L’affaire concernait une marque tridimensionnelle déposée par la société Apple Inc.. Cette marque représentant un magasin, avait été déposée pour des « services de commerce de détail relatifs aux ordinateurs, logiciels, périphériques, téléphones portables, électronique grand public et accessoires et démonstration de produits y relatifs » en classe 35 :
La CJUE précise qu’il « ne saurait être exclu que l’aménagement d’un espace de vente visualisé par un tel signe permette d’identifier les produits ou les services pour lesquels l’enregistrement est demandé comme provenant d’une entreprise déterminée » et que « tel peut être le cas lorsque l’aménagement visualisé diverge de manière significative de la norme ou des habitudes du secteur économique concerné ».
Les entreprises ont donc tout intérêt à déposer la façade ou l’agencement de leur magasin à titre de marque. Certaines l’ont déjà fait comme le Crédit Agricole, qui a déposé un dessin représentant une agence bancaire (n°13/3978651) :
De même, Loisirs & Créations a déposé le comptoir présent au sein de ses magasins (n°96650676) :
Plus récemment, Alain Afflelou, précédemment déboutée sur le fondement de la protection par le droit d’auteur (cf. supra), a déposé le graphisme de ses magasins (n°15826861) :
Design de commerce et concurrence déloyale
Indépendamment de la protection par les droits de propriété intellectuelle, l’imitation ou la copie servile d’un agencement de magasin pour ouvrir droit à une action en concurrence déloyale ou parasitaire. Cette action peut être exercée en même temps ou en substitution d’une action fondée sur un droit de propriété intellectuelle.
Cependant, le demandeur doit démontrer que le défendeur a commis un acte de concurrence déloyale. C’est le cas si le défendeur a imité l’agencement du magasin créant ainsi un risque de confusion entre eux.
Il peut également démontrer que le défendeur a commis un acte de parasitisme. C’est le cas s’il s’inspire ou copie l’agencement du magasin afin de tirer profit, sans rien dépenser, des efforts, investissements ou notoriété du demandeur.
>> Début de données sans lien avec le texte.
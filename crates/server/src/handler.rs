//! MCP server handler implementation.
//!
//! This module defines the main server handler that
//! routes tool calls to the purge tool implementations.
use std::sync::Arc;

use crate::tools::ToolState;
use crate::tools::purge_list::{PurgeListParams, list_impl};
use crate::tools::purge_post::{PurgePostParams, post_impl};
use crate::tools::purge_request::{PurgeRequestParams, request_impl};
use crate::tools::purge_site::{
    PurgeAllParams, PurgeErrorsParams, PurgeWidgetParams, all_impl, comment_widget_impl, errors_impl, feeds_impl,
    front_impl, pages_impl, widget_impl,
};

use rmcp::{
    ErrorData as McpError, ServerHandler,
    handler::server::{
        tool::{ToolCallContext, ToolRouter},
        wrapper::Parameters,
    },
    model::{
        CallToolRequestParam, CallToolResult, Implementation, ListToolsResult, PaginatedRequestParam, ProtocolVersion,
        ServerCapabilities, ServerInfo,
    },
    service::{RequestContext, RoleServer},
    tool, tool_router,
};
use tagpurge_core::{LiveSite, PurgeService};

/// The main MCP server handler for tagpurge.
#[derive(Clone)]
pub struct PurgeServer {
    tool_router: ToolRouter<Self>,
    state: ToolState,
}

/// Tool router implementation using the #[tool_router] macro.
///
/// This macro generates the routing logic that maps tool names to handler methods.
#[tool_router]
impl PurgeServer {
    /// Create a new server handler over the live site store.
    pub fn new(service: Arc<PurgeService>, site: Arc<LiveSite>) -> Self {
        Self { tool_router: Self::tool_router(), state: ToolState { service, site } }
    }

    #[tool(description = "Bulk purge by category slugs, tag slugs, post ids or URLs. \
                          Entries are separated by newlines or commas; bad entries are reported and skipped.")]
    async fn purge_list(&self, params: Parameters<PurgeListParams>) -> Result<CallToolResult, McpError> {
        list_impl(&self.state, params.0).await
    }

    #[tool(description = "Purge every page a changed post can appear on: the post, its neighbours, terms, \
                          author, archives and dates, per the configured purge-by-post policy. \
                          Pass the post's new state to record it in the site store first.")]
    async fn purge_post(&self, params: Parameters<PurgePostParams>) -> Result<CallToolResult, McpError> {
        post_impl(&self.state, params.0).await
    }

    #[tool(description = "Purge everything cached for this site, or for every site when scope is network.")]
    async fn purge_all(&self, params: Parameters<PurgeAllParams>) -> Result<CallToolResult, McpError> {
        all_impl(&self.state, params.0).await
    }

    #[tool(description = "Purge the front page.")]
    async fn purge_front(&self) -> Result<CallToolResult, McpError> {
        front_impl(&self.state)
    }

    #[tool(description = "Purge all pages.")]
    async fn purge_pages(&self) -> Result<CallToolResult, McpError> {
        pages_impl(&self.state)
    }

    #[tool(description = "Purge cached error pages, optionally the 403, 404 or 500 page specifically.")]
    async fn purge_errors(&self, params: Parameters<PurgeErrorsParams>) -> Result<CallToolResult, McpError> {
        errors_impl(&self.state, params.0)
    }

    #[tool(description = "Purge one widget instance from the shared and per-session caches.")]
    async fn purge_widget(&self, params: Parameters<PurgeWidgetParams>) -> Result<CallToolResult, McpError> {
        widget_impl(&self.state, params.0)
    }

    #[tool(description = "Purge the recent comments widget, if the site has one.")]
    async fn purge_comment_widget(&self) -> Result<CallToolResult, McpError> {
        comment_widget_impl(&self.state).await
    }

    #[tool(description = "Purge cached feeds. Does nothing when feeds are not cached.")]
    async fn purge_feeds(&self) -> Result<CallToolResult, McpError> {
        feeds_impl(&self.state)
    }

    #[tool(description = "Build the purge header for the end of a request: explicit tags, \
                          purge-this-page, purge-related and logout.")]
    async fn purge_request(&self, params: Parameters<PurgeRequestParams>) -> Result<CallToolResult, McpError> {
        request_impl(&self.state, params.0)
    }
}

impl ServerHandler for PurgeServer {
    fn get_info(&self) -> ServerInfo {
        ServerInfo {
            server_info: Implementation {
                name: "tagpurge".into(),
                version: env!("CARGO_PKG_VERSION").into(),
                ..Default::default()
            },
            protocol_version: ProtocolVersion::LATEST,
            capabilities: ServerCapabilities::builder().enable_tools().build(),
            ..Default::default()
        }
    }

    async fn list_tools(
        &self, _request: Option<PaginatedRequestParam>, _context: RequestContext<RoleServer>,
    ) -> Result<ListToolsResult, rmcp::model::ErrorData> {
        Ok(ListToolsResult { meta: None, tools: self.tool_router.list_all(), next_cursor: None })
    }

    async fn call_tool(
        &self, request: CallToolRequestParam, context: RequestContext<RoleServer>,
    ) -> Result<CallToolResult, rmcp::model::ErrorData> {
        self.tool_router
            .call(ToolCallContext::new(self, request, context))
            .await
    }
}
C’est ainsi qu’outre une condamnation au titre de la contrefaçon de droit d’auteur, la société de cosmétiques Kiko a obtenu la condamnation de son concurrent sur le fondement de la concurrence déloyale et parasitaire, la Cour d’appel de Douai retenant que ce dernier avait, par ses agissements, bénéficié de la notoriété et de l’attractivité de la société Kiko : « Elle s’inscrit dans le sillage de la société Kiko et tente de capter sa clientèle, en profitant tant des efforts intellectuels que financiers réalisés par cette dernière en vue de mettre en place son concept distinctif, le privant en outre de sa singularité et banalisant la spécificité de son concept » (6).
Virginie Brunot
Justine Ribaucourt
Lexing Droit Propriété industrielle
(1) Cass. 1e civ., 30-6-1998, n°96-15.151.
(2) Cass. crim., 16-6-2009, n°08-87.193.
(3) Cass. 1e civ., 16-1-2013, n°12-13.027.
(4) CA Paris, 4e ch. sect. B, 23-5-2008, RG n°06/18874, Inpi.fr ref. D20080082.
(5) Cass. com., 17-6-2003, n°01-17.650.
(6) CA Douai 2e ch. 2e sec., 16-3-2017, n°15-03286, Dalloz.fr.
(7) TGI Paris, 3e ch. 1e sec., 6-11-2007, RG n°04/03229, Inpi.fr
(8) Cass. com., 6-1-2015, n°13-17.108.
(9) Cass. com., 11-1-2000, n°97-19.604.
(10) V. Brunot, « Apple Store ou la définition extensive de la marque… », www.lexing.law 1-2-2013.
(11) CJUE, 10-7-2014, Apple Inc c. Deutsches Patent und Markenamt, Aff. C-421/13.